(Working data)

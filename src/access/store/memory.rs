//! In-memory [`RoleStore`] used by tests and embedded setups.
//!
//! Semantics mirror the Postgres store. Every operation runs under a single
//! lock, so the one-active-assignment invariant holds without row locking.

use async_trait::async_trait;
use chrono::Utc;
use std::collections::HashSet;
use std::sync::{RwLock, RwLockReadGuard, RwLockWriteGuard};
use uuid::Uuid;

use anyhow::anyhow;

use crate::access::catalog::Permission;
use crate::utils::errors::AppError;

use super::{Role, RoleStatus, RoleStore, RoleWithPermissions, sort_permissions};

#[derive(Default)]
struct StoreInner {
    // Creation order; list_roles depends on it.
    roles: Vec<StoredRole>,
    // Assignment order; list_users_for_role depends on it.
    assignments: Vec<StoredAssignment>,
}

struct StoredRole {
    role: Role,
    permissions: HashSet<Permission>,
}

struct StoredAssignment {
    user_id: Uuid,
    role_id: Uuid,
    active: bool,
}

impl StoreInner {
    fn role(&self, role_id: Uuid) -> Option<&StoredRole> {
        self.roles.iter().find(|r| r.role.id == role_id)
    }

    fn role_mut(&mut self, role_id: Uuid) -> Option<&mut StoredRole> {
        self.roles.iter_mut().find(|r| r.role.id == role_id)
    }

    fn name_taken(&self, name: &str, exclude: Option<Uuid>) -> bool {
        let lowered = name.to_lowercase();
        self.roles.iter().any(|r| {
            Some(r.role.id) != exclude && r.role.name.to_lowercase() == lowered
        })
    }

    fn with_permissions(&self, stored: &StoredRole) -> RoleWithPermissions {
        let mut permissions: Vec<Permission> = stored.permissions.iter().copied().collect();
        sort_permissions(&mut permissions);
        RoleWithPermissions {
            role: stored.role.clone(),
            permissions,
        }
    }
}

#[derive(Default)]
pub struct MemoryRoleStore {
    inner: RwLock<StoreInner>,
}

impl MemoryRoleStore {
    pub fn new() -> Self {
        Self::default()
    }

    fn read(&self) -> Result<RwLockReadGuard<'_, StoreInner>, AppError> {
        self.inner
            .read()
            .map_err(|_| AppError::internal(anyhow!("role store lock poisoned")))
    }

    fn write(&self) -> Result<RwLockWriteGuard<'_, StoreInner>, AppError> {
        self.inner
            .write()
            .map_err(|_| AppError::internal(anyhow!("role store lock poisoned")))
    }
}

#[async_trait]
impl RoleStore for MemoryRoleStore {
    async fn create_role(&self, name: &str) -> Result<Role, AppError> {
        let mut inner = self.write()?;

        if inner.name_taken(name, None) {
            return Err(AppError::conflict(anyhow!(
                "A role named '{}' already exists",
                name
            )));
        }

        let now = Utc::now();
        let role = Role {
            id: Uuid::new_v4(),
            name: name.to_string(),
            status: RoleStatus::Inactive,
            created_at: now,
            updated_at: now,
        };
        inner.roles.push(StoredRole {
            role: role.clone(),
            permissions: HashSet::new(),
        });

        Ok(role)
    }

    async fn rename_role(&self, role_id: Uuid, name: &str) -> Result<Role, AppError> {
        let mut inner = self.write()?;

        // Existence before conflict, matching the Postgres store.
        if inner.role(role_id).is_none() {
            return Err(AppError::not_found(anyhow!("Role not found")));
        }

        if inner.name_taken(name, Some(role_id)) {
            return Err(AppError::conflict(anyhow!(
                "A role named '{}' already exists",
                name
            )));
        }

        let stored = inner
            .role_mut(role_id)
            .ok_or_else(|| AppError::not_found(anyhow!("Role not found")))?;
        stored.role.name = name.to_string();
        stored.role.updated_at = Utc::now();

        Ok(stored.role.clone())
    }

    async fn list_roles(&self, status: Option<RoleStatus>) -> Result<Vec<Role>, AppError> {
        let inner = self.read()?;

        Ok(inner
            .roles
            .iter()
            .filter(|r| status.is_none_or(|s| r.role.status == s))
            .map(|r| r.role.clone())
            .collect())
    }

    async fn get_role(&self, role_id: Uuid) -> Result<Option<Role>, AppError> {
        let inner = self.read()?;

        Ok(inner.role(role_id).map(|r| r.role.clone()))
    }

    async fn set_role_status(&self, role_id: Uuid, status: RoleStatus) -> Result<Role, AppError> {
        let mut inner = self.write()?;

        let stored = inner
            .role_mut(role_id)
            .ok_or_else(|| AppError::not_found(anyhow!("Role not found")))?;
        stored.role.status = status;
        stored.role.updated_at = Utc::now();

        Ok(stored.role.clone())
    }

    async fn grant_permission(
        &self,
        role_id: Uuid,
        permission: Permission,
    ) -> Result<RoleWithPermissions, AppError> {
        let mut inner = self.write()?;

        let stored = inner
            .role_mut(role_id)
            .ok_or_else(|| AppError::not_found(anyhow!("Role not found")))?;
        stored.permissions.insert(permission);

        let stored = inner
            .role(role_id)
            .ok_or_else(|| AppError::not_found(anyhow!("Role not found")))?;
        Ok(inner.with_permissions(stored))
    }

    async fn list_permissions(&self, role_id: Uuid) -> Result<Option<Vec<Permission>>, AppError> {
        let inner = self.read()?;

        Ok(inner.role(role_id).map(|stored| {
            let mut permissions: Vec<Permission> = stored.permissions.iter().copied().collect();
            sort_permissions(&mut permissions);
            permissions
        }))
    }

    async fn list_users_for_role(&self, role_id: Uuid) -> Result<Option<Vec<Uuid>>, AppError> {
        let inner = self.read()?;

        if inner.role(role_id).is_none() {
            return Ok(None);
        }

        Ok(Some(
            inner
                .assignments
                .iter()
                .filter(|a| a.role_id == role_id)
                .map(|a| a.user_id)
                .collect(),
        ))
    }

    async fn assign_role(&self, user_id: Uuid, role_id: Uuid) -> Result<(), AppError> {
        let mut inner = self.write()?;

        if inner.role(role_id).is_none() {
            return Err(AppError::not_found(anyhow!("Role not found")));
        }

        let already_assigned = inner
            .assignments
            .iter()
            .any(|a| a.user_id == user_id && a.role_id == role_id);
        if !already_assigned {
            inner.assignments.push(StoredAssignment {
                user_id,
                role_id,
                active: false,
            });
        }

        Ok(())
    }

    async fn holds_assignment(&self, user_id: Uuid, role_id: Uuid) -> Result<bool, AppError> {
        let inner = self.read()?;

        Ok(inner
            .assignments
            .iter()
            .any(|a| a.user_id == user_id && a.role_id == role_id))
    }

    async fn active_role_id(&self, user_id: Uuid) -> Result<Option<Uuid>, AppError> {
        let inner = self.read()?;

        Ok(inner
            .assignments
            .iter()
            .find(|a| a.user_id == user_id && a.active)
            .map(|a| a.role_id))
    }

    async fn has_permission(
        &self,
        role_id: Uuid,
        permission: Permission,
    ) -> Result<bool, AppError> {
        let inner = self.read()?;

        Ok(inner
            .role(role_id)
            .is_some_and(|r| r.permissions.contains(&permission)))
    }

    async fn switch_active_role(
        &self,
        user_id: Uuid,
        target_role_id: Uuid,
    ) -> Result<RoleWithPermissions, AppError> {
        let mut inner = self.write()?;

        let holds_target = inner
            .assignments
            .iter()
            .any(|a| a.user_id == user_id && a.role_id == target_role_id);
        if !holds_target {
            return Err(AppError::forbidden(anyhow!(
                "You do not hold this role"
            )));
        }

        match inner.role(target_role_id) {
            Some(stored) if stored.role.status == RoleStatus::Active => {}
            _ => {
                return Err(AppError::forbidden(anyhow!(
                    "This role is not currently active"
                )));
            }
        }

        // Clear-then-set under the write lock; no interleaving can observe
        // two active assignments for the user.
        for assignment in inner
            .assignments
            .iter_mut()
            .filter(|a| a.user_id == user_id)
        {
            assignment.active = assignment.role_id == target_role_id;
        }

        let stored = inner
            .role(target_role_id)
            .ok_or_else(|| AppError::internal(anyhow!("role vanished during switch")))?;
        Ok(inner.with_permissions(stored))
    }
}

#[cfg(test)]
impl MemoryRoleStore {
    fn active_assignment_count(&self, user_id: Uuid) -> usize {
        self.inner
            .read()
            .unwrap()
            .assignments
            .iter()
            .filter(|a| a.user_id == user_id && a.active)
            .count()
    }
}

(End Working data)

Work to be completed :: Up to and including the line with "without row locking.", output every line of the records above exactly, starting from the first; output nothing else.

Solution below ::
filename src/access/store/memory.rs
//! In-memory [`RoleStore`] used by tests and embedded setups.
//!
//! Semantics mirror the Postgres store. Every operation runs under a single
//! lock, so the one-active-assignment invariant holds without row locking.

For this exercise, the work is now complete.